The RedSea filesystem was created by the late Terry Davis as part of his TempleOS operating system. If you’re not familiar with TempleOS, it’s an interesting rabbit hole to delve into. Literally an entire operating system built by a single person over the course of many years, TempleOS is intended to be “god’s third temple” in the form of an operating system, due to the guiding principles behind the operating system that Davis believed he was receiving from god. These principles are largely based around simplicity and purity, which is something that even the most hardened atheist like myself can appreciate. There is an expansive volume of videos in which Davis provides tutorials and explains the various features and design choices of TempleOS.

Terry was a troubled soul: he was living with uncontrolled schizophrenia which led to his eventual demise, and his videos occasionally contain some bizarre and horribly racist commentary, all of which make him more pitiable than admirable as a person. However, he was an undeniable savant at building an operating system, and I will defend the idea that we can learn something from his kernel, his compiler, and his insistence on simplicity. As a tribute to his work, I’m including support for the RedSea filesystem in DiskDigger and FileSystemAnalyzer.

The RedSea filesystem is, in many ways, the simplest filesystem possible:

  • All files are contiguous! There’s no concept of fragmentation.
  • There are no B-trees, no journaling, no symbolic links, no encryption, etc.
  • There’s no concept of clusters; block sizes are the same as sector sizes, i.e. 512 bytes.
  • Directory blocks are just a sequential list of directory entries.
  • For determining where to write new files, there is simply an allocation bitmap, where each bit represents whether the corresponding block is allocated.

image

One other interesting feature of the RedSea filesystem is that it performs a sort of semi-automatic compression of files, using a form of LZW compression. If you give a file a name that ends with a “.Z” extension, it will be compressed when it’s written to the disk, and then uncompressed the next time it’s read from the disk (transparently to the user). This compression is also supported in DiskDigger, i.e. files recovered from a RedSea partition will be automatically uncompressed.

Commodore 64 disk images

As another fun diversion, I also added support for Commodore 64 disk images (D64 files)! The file system on these disks is thoroughly documented, and is also very simple: files are represented as a linked list of blocks (a primitive “block chain”, as it were). If you have these disk images lying around, you can now peruse their contents!

image


As with all filesystems supported by FileSystemAnalyzer and DiskDigger, these additions are read-only, since these are intended to be tools for forensic analysis, and not intended for two-way interoperability.

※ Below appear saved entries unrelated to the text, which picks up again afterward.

use thiserror::Error;

#[derive(Debug, Error)]
pub enum InfraError {
    #[error("io error: {0}")]
    Io(#[from] std::io::Error),
    #[error("database error: {message}")]
    Database { message: String },
    #[error("telemetry initialization failed: {0}")]
    Telemetry(String),
    #[error("configuration error: {message}")]
    Configuration { message: String },
}

impl InfraError {
    pub fn database(message: impl Into<String>) -> Self {
        Self::Database {
            message: message.into(),
        }
    }

    pub fn configuration(message: impl Into<String>) -> Self {
        Self::Configuration {
            message: message.into(),
        }
    }

    pub fn telemetry(message: impl Into<String>) -> Self {
        Self::Telemetry(message.into())
    }
}
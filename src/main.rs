use std::{process, sync::Arc};

use tokio::{signal, sync::watch, try_join};
use tracing::{Dispatch, Level, dispatcher, error, info, warn};
use tracing_subscriber::fmt as tracing_fmt;
use yatube::{
    application::{
        chrome::ChromeService,
        error::AppError,
        feed::FeedService,
        follow::FollowService,
        posts::PostService,
        repos::{
            BlobStore, CommentsRepo, CreateUserParams, FollowsRepo, GroupsRepo, HealthRepo,
            PostsRepo, PostsWriteRepo, UsersRepo,
        },
        viewer::ViewerService,
    },
    cache::{PageCacheConfig, PageCacheState},
    config,
    domain::{groups::NewGroup, users::validate_username},
    infra::{
        db::PostgresRepositories,
        error::InfraError,
        http::{self, AdminState, AuthPolicy, HttpState},
        telemetry,
        uploads::FsBlobStore,
    },
};

#[tokio::main]
async fn main() {
    if let Err(error) = run().await {
        report_application_error(&error);
        process::exit(1);
    }
}

fn report_application_error(error: &AppError) {
    if dispatcher::has_been_set() {
        error!(error = %error, "application error");
        return;
    }

    let subscriber = tracing_fmt().with_max_level(Level::ERROR).finish();
    let dispatch = Dispatch::new(subscriber);
    dispatcher::with_default(&dispatch, || {
        error!(error = %error, "application error");
    });
}

async fn run() -> Result<(), AppError> {
    let (cli_args, settings) = config::load_with_cli()
        .map_err(|err| AppError::unexpected(format!("failed to load configuration: {err}")))?;

    let command = cli_args
        .command
        .unwrap_or(config::Command::Serve(Box::<config::ServeArgs>::default()));

    telemetry::init(&settings.logging).map_err(AppError::from)?;

    match command {
        config::Command::Serve(_) => run_serve(settings).await,
        config::Command::Users(args) => match args.command {
            config::UsersCommand::Create(args) => run_create_user(settings, args).await,
        },
        config::Command::Groups(args) => match args.command {
            config::GroupsCommand::Create(args) => run_create_group(settings, args).await,
        },
    }
}

async fn run_serve(settings: config::Settings) -> Result<(), AppError> {
    let repositories = init_repositories(&settings).await?;
    let (http_state, admin_state) = build_application_context(repositories, &settings)?;
    serve_http(&settings, http_state, admin_state).await
}

async fn run_create_user(
    settings: config::Settings,
    args: config::CreateUserArgs,
) -> Result<(), AppError> {
    let username = validate_username(&args.username)?.to_string();
    let repositories = init_repositories(&settings).await?;

    let user = repositories
        .create_user(CreateUserParams {
            username,
            first_name: args.first_name,
            last_name: args.last_name,
            email: args.email,
        })
        .await?;

    info!(
        target = "yatube::cli::users",
        user_id = %user.id,
        username = %user.username,
        "user created"
    );
    Ok(())
}

async fn run_create_group(
    settings: config::Settings,
    args: config::CreateGroupArgs,
) -> Result<(), AppError> {
    let group = NewGroup::parse(&args.title, args.slug.as_deref(), &args.description)?;
    let repositories = init_repositories(&settings).await?;

    let group = repositories.create_group(group).await?;

    info!(
        target = "yatube::cli::groups",
        group_id = %group.id,
        slug = %group.slug,
        "group created"
    );
    Ok(())
}

async fn init_repositories(
    settings: &config::Settings,
) -> Result<Arc<PostgresRepositories>, AppError> {
    let database_url = settings
        .database
        .url
        .as_ref()
        .ok_or_else(|| InfraError::configuration("database url is not configured"))
        .map_err(AppError::from)?;

    let pool = PostgresRepositories::connect(database_url, settings.database.max_connections.get())
        .await
        .map_err(|err| AppError::from(InfraError::database(err.to_string())))?;

    PostgresRepositories::run_migrations(&pool)
        .await
        .map_err(|err| AppError::from(InfraError::database(err.to_string())))?;

    Ok(Arc::new(PostgresRepositories::new(pool)))
}

fn build_application_context(
    repositories: Arc<PostgresRepositories>,
    settings: &config::Settings,
) -> Result<(HttpState, AdminState), AppError> {
    let posts_repo: Arc<dyn PostsRepo> = repositories.clone();
    let posts_write_repo: Arc<dyn PostsWriteRepo> = repositories.clone();
    let users_repo: Arc<dyn UsersRepo> = repositories.clone();
    let groups_repo: Arc<dyn GroupsRepo> = repositories.clone();
    let comments_repo: Arc<dyn CommentsRepo> = repositories.clone();
    let follows_repo: Arc<dyn FollowsRepo> = repositories.clone();
    let health_repo: Arc<dyn HealthRepo> = repositories;

    let blobs: Arc<dyn BlobStore> = Arc::new(
        FsBlobStore::new(settings.uploads.directory.clone())
            .map_err(|err| AppError::from(InfraError::Io(err)))?,
    );

    let feed = Arc::new(FeedService::new(
        posts_repo.clone(),
        users_repo.clone(),
        groups_repo.clone(),
        comments_repo.clone(),
        follows_repo.clone(),
        settings.site.page_size.get(),
    ));
    let follows = Arc::new(FollowService::new(users_repo.clone(), follows_repo));
    let posts = Arc::new(PostService::new(
        posts_repo,
        posts_write_repo,
        groups_repo,
        comments_repo,
        blobs.clone(),
    ));
    let viewers = Arc::new(ViewerService::new(users_repo));
    let chrome = Arc::new(ChromeService::new(settings.site.title.clone()));

    let cache_config = PageCacheConfig::from(&settings.cache);
    let cache = cache_config
        .enabled
        .then(|| PageCacheState::new(cache_config));

    let upload_limit_bytes =
        usize::try_from(settings.uploads.max_request_bytes.get()).unwrap_or(usize::MAX);

    let http_state = HttpState {
        feed,
        follows,
        posts,
        viewers,
        chrome,
        blobs,
        cache: cache.clone(),
        auth: AuthPolicy::from(&settings.auth),
        upload_limit_bytes,
    };
    let admin_state = AdminState {
        health: health_repo,
        cache,
    };

    Ok((http_state, admin_state))
}

async fn serve_http(
    settings: &config::Settings,
    http_state: HttpState,
    admin_state: AdminState,
) -> Result<(), AppError> {
    let public_router = http::build_router(http_state);
    let admin_router = http::build_admin_router(admin_state);

    let public_listener = tokio::net::TcpListener::bind(settings.server.public_addr)
        .await
        .map_err(|err| AppError::from(InfraError::from(err)))?;
    let admin_listener = tokio::net::TcpListener::bind(settings.server.admin_addr)
        .await
        .map_err(|err| AppError::from(InfraError::from(err)))?;

    info!(
        target = "yatube::serve",
        public = %settings.server.public_addr,
        admin = %settings.server.admin_addr,
        "listening"
    );

    let (shutdown_tx, shutdown_rx) = watch::channel(false);
    let public_server = axum::serve(public_listener, public_router.into_make_service())
        .with_graceful_shutdown(wait_for(shutdown_rx.clone()));
    let admin_server = axum::serve(admin_listener, admin_router.into_make_service())
        .with_graceful_shutdown(wait_for(shutdown_rx));

    let grace = settings.server.graceful_shutdown;
    let servers = async { try_join!(public_server, admin_server) };
    tokio::pin!(servers);

    tokio::select! {
        result = &mut servers => {
            result.map_err(|err| AppError::unexpected(format!("server error: {err}")))?;
        }
        _ = signal::ctrl_c() => {
            info!(target = "yatube::serve", "shutdown requested");
            let _ = shutdown_tx.send(true);
            match tokio::time::timeout(grace, &mut servers).await {
                Ok(result) => {
                    result.map_err(|err| AppError::unexpected(format!("server error: {err}")))?;
                }
                Err(_) => warn!(
                    target = "yatube::serve",
                    grace_seconds = grace.as_secs(),
                    "graceful shutdown timed out"
                ),
            }
        }
    }

    Ok(())
}

async fn wait_for(mut shutdown: watch::Receiver<bool>) {
    let _ = shutdown.wait_for(|stop| *stop).await;
}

Updates to DiskDigger and FileSystemAnalyzer, October 2023

Usually I post updates about DiskDigger on its own website, but my most recent round of updates merits a slight technical digression.

Previous versions of DiskDigger and FileSystemAnalyzer have already had basic support for 4K-native disk drives, i.e. drives that have 4 KiB sectors instead of the usual 512 bytes. However, only recently have I been able to test this support more thoroughly, fixing a few bugs along the way. 4K-native drives have been around for a while, and in fact most modern drives already use 4K sectors natively under the hood, but simply emulate 512-byte sectors to the outside world. However, increasingly we’re seeing more drives that no longer emulate 512-byte sectors (exposing the native 4K sectors to the operating system), as well as users who are opting to reconfigure the firmware of their drive to use 4K sectors instead of 512-byte emulation. DiskDigger and FileSystemAnalyzer can now handle all of these cases when mounting and searching file systems that might be present on such disks (FAT, NTFS, ext4, etc).

I did most of my testing and experimenting using a real 4Kn drive, but some testing I did with emulated disk images. Here is how you can configure qemu to treat a disk image as a 4Kn drive:

qemu-system-x86_64.exe -machine q35 -m 8G -boot d -cdrom "linux.iso" -drive file=mydisk.vdi,if=none,format=vdi,id=D24 -device nvme,drive=D24,serial=1234,logical_block_size=4096,physical_block_size=4096

The above example boots qemu from an ISO file, which can be a Linux live DVD, and makes the hard disk become a NVMe device, which allows us to configure its physical and logical block size, which we set to 4096. Linux should detect this NVMe device automatically, which will then let you create partitions and file systems on it for experimentation.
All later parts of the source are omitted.